Randomized Algorithms (Spring 2010)/Martingales

From TCS Wiki
Revision as of 05:28, 8 April 2010 by imported>WikiSysop (→‎Martingales and Azuma's Inequality)
Jump to navigation Jump to search

Martingales

Review of conditional probability

The conditional expectation of a random variable [math]\displaystyle{ Y }[/math] with respect to an event [math]\displaystyle{ \mathcal{E} }[/math] is defined by

[math]\displaystyle{ \mathbf{E}[Y\mid \mathcal{E}]=\sum_{y}y\Pr[Y=y\mid\mathcal{E}]. }[/math]

In particular, if the event [math]\displaystyle{ \mathcal{E} }[/math] is [math]\displaystyle{ X=a }[/math], the conditional expectation

[math]\displaystyle{ \mathbf{E}[Y\mid X=a] }[/math]

defines a function

[math]\displaystyle{ f(a)=\mathbf{E}[Y\mid X=a]. }[/math]
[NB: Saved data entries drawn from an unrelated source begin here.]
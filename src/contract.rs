use concordium_cis2::OnReceivingCis2Params;
use concordium_std::*;

use crate::errors::CustomContractError;
use crate::events::AuctionEvent;
use crate::external::{CreateParams, InitParams};
use crate::nft;
use crate::state::{Auction, Settlement, State};
use crate::types::{ContractResult, ContractTokenAmount, ContractTokenId};

/// Init function that sets up an empty auction registry bound to the
/// custody contract.
#[init(contract = "AuctionHouse", parameter = "InitParams")]
fn contract_init<S: HasStateApi>(
    ctx: &impl HasInitContext,
    state_builder: &mut StateBuilder<S>,
) -> InitResult<State<S>> {
    let params: InitParams = ctx.parameter_cursor().get()?;
    Ok(State::new(state_builder, params.nft))
}

/// Register an auction for an asset, fixing its minimum bid and the length
/// of its bidding window.
#[receive(
    contract = "AuctionHouse",
    name = "create",
    parameter = "CreateParams",
    mutable
)]
fn contract_create<S: HasStateApi>(
    ctx: &impl HasReceiveContext,
    host: &mut impl HasHost<State<S>, StateApiType = S>,
) -> ContractResult<()> {
    let params: CreateParams = ctx.parameter_cursor().get()?;
    host.state_mut()
        .create(params.id, params.minimum_bid, params.duration)?;
    Ok(())
}

/// Open the bidding window for a registered auction. The caller becomes the
/// depositor and must have placed the asset into this contract's custody
/// beforehand.
#[receive(
    contract = "AuctionHouse",
    name = "start",
    parameter = "ContractTokenId",
    mutable,
    enable_logger
)]
fn contract_start<S: HasStateApi>(
    ctx: &impl HasReceiveContext,
    host: &mut impl HasHost<State<S>, StateApiType = S>,
    logger: &mut impl HasLogger,
) -> ContractResult<()> {
    let id: ContractTokenId = ctx.parameter_cursor().get()?;

    let depositor = match ctx.sender() {
        Address::Contract(_) => bail!(CustomContractError::OnlyAccountAddress.into()),
        Address::Account(account) => account,
    };

    host.state().startable(&id)?;

    // The asset must already sit in this contract's custody
    let custody = host.state().nft;
    let held = nft::balance_of(host, &custody, &id, Address::Contract(ctx.self_address()))?;
    ensure!(
        held == ContractTokenAmount::from(1),
        CustomContractError::AssetNotEscrowed.into()
    );

    host.state_mut()
        .start(&id, depositor, ctx.metadata().slot_time())?;

    logger.log(&AuctionEvent::started(&id))?;

    Ok(())
}

/// Place a bid on an active auction. The attached amount is the bid; the
/// displaced bid, if any, is refunded in full within the same operation.
#[receive(
    contract = "AuctionHouse",
    name = "bid",
    parameter = "ContractTokenId",
    mutable,
    payable,
    enable_logger
)]
fn contract_bid<S: HasStateApi>(
    ctx: &impl HasReceiveContext,
    host: &mut impl HasHost<State<S>, StateApiType = S>,
    amount: Amount,
    logger: &mut impl HasLogger,
) -> ContractResult<()> {
    let id: ContractTokenId = ctx.parameter_cursor().get()?;

    let bidder = match ctx.sender() {
        Address::Contract(_) => bail!(CustomContractError::OnlyAccountAddress.into()),
        Address::Account(account) => account,
    };

    let displaced = host
        .state_mut()
        .bid(&id, bidder, amount, ctx.metadata().slot_time())?;

    logger.log(&AuctionEvent::bid(&id, &bidder, amount))?;

    // Refund the displaced bid in full
    if let Some(refund) = displaced {
        host.invoke_transfer(&refund.account, refund.amount)?;
    }

    Ok(())
}

/// Close an auction whose end time has passed. Hands the asset to the
/// winner and the escrowed funds to the depositor, or returns the asset to
/// the depositor when no bid was received. Any caller may close.
#[receive(
    contract = "AuctionHouse",
    name = "close",
    parameter = "ContractTokenId",
    mutable,
    enable_logger
)]
fn contract_close<S: HasStateApi>(
    ctx: &impl HasReceiveContext,
    host: &mut impl HasHost<State<S>, StateApiType = S>,
    logger: &mut impl HasLogger,
) -> ContractResult<()> {
    let id: ContractTokenId = ctx.parameter_cursor().get()?;

    let settlement = host.state_mut().close(&id, ctx.metadata().slot_time())?;
    let custody = host.state().nft;

    match settlement {
        Settlement::Sale {
            depositor,
            winner,
            amount,
        } => {
            nft::transfer(
                host,
                &custody,
                id.clone(),
                Address::Contract(ctx.self_address()),
                winner,
            )?;
            host.invoke_transfer(&depositor, amount)?;
            logger.log(&AuctionEvent::ended(&id, &winner, amount))?;
        }
        Settlement::Unsold { depositor } => {
            nft::transfer(
                host,
                &custody,
                id.clone(),
                Address::Contract(ctx.self_address()),
                depositor,
            )?;
            logger.log(&AuctionEvent::ended_no_bids(&id))?;
        }
    }

    Ok(())
}

/// View function that returns one auction record.
#[receive(
    contract = "AuctionHouse",
    name = "view",
    parameter = "ContractTokenId",
    return_value = "Auction"
)]
fn contract_view<S: HasStateApi>(
    ctx: &impl HasReceiveContext,
    host: &impl HasHost<State<S>, StateApiType = S>,
) -> ContractResult<Auction> {
    let id: ContractTokenId = ctx.parameter_cursor().get()?;
    Ok(host.state().get(&id)?)
}

/// Hook for CIS-2 transfers into custody. Deposits are accepted as-is; the
/// start precondition verifies custody when the bidding window opens.
#[receive(
    contract = "AuctionHouse",
    name = "onReceivingCIS2",
    parameter = "OnReceivingCis2Params<ContractTokenId, ContractTokenAmount>"
)]
fn contract_on_cis2_received<S: HasStateApi>(
    ctx: &impl HasReceiveContext,
    _host: &impl HasHost<State<S>, StateApiType = S>,
) -> ContractResult<()> {
    ensure!(
        matches!(ctx.sender(), Address::Contract(_)),
        CustomContractError::ContractOnly.into()
    );
    let _params: OnReceivingCis2Params<ContractTokenId, ContractTokenAmount> =
        ctx.parameter_cursor().get()?;
    Ok(())
}
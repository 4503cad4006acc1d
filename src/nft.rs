use concordium_cis2::{AdditionalData, BalanceOfQuery, Receiver, Transfer};
use concordium_std::*;

use crate::errors::CustomContractError;
use crate::types::{
    ContractBalanceOfQueryParams, ContractBalanceOfQueryResponse, ContractError, ContractResult,
    ContractTokenAmount, ContractTokenId, TransferParameter,
};

/// Move an asset between custody and an account through the custody
/// contract's CIS-2 `transfer` entrypoint.
pub fn transfer<T>(
    host: &mut impl HasHost<T>,
    nft: &ContractAddress,
    id: ContractTokenId,
    from: Address,
    to: AccountAddress,
) -> ContractResult<()> {
    let parameter = TransferParameter(vec![Transfer {
        token_id: id,
        amount: ContractTokenAmount::from(1),
        from,
        to: Receiver::Account(to),
        data: AdditionalData::empty(),
    }]);
    host.invoke_contract(
        nft,
        &parameter,
        EntrypointName::new_unchecked("transfer"),
        Amount::zero(),
    )
    .map_err(handle_call_error)?;

    Ok(())
}

/// Amount of an asset an address holds according to the custody contract.
pub fn balance_of<T>(
    host: &impl HasHost<T>,
    nft: &ContractAddress,
    id: &ContractTokenId,
    address: Address,
) -> ContractResult<ContractTokenAmount> {
    let parameter = ContractBalanceOfQueryParams {
        queries: vec![BalanceOfQuery {
            token_id: id.clone(),
            address,
        }],
    };
    let mut response = host
        .invoke_contract_read_only(
            nft,
            &parameter,
            EntrypointName::new_unchecked("balanceOf"),
            Amount::zero(),
        )
        .map_err(handle_call_error)?
        .ok_or(CustomContractError::Incompatible)?;

    let amounts = ContractBalanceOfQueryResponse::deserial(&mut response)
        .map_err(|_| CustomContractError::Incompatible)?;
    amounts
        .0
        .into_iter()
        .next()
        .ok_or_else(|| CustomContractError::Incompatible.into())
}

fn handle_call_error<R>(error: CallContractError<R>) -> ContractError {
    match error {
        CallContractError::MissingEntrypoint | CallContractError::MessageFailed => {
            CustomContractError::Incompatible.into()
        }
        CallContractError::LogicReject { .. } => CustomContractError::InvokeContractError.into(),
        e => e.into(),
    }
}

#[concordium_cfg_test]
mod tests {
    use concordium_std::test_infrastructure::*;

    use super::*;

    const NFT_CONTRACT: ContractAddress = ContractAddress {
        index: 1,
        subindex: 0,
    };

    const USER_1: AccountAddress = AccountAddress([1; 32]);

    fn token_1() -> ContractTokenId {
        concordium_cis2::TokenIdVec(vec![1])
    }

    #[concordium_test]
    fn test_transfer() {
        let state = ();
        let state_builder = TestStateBuilder::new();
        let mut host = TestHost::new(state, state_builder);

        host.setup_mock_entrypoint(
            NFT_CONTRACT,
            OwnedEntrypointName::new_unchecked("transfer".into()),
            MockFn::new(|parameter, _amount, _balance, _state| {
                let transfers = TransferParameter::deserial(&mut Cursor::new(parameter))
                    .map_err(|_| CallContractError::Trap)?;
                let transfer = transfers.0.first().ok_or(CallContractError::Trap)?;
                if transfer.amount != ContractTokenAmount::from(1) {
                    return Err(CallContractError::Trap);
                }
                match &transfer.to {
                    Receiver::Account(account) if *account == USER_1 => (),
                    _ => return Err(CallContractError::Trap),
                }
                Ok((false, Some(())))
            }),
        );

        let response = transfer(
            &mut host,
            &NFT_CONTRACT,
            token_1(),
            Address::Contract(NFT_CONTRACT),
            USER_1,
        );

        claim_eq!(response, Ok(()))
    }

    #[concordium_test]
    fn test_balance_of() {
        let state = ();
        let state_builder = TestStateBuilder::new();
        let mut host = TestHost::new(state, state_builder);

        host.setup_mock_entrypoint(
            NFT_CONTRACT,
            OwnedEntrypointName::new_unchecked("balanceOf".into()),
            MockFn::new(|parameter, _amount, _balance, _state| {
                let queries = ContractBalanceOfQueryParams::deserial(&mut Cursor::new(parameter))
                    .map_err(|_| CallContractError::Trap)?;
                let query = queries.queries.first().ok_or(CallContractError::Trap)?;
                if query.token_id != token_1() {
                    return Err(CallContractError::Trap);
                }
                Ok((
                    false,
                    Some(ContractBalanceOfQueryResponse::from(vec![
                        ContractTokenAmount::from(1),
                    ])),
                ))
            }),
        );

        let response = balance_of(
            &host,
            &NFT_CONTRACT,
            &token_1(),
            Address::Account(USER_1),
        );

        claim_eq!(response, Ok(ContractTokenAmount::from(1)))
    }
}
Thus, [math]\displaystyle{ \mathbf{E}[Y\mid X] }[/math] can be regarded as a random variable [math]\displaystyle{ f(X) }[/math].

Example
Suppose that we uniformly sample a human from all human beings. Let [math]\displaystyle{ Y }[/math] be his/her height, and let [math]\displaystyle{ X }[/math] be the country where he/she is from. For any country [math]\displaystyle{ a }[/math], [math]\displaystyle{ \mathbf{E}[Y\mid X=a] }[/math] gives the average height of that country. And [math]\displaystyle{ \mathbf{E}[Y\mid X] }[/math] is the random variable which can be defined in either ways:
  • We choose a human uniformly at random from all human beings, and [math]\displaystyle{ \mathbf{E}[Y\mid X] }[/math] is the average height of the country where he/she comes from.
  • We choose a country at random with a probability proportional to its population, and [math]\displaystyle{ \mathbf{E}[Y\mid X] }[/math] is the average height of the chosen country.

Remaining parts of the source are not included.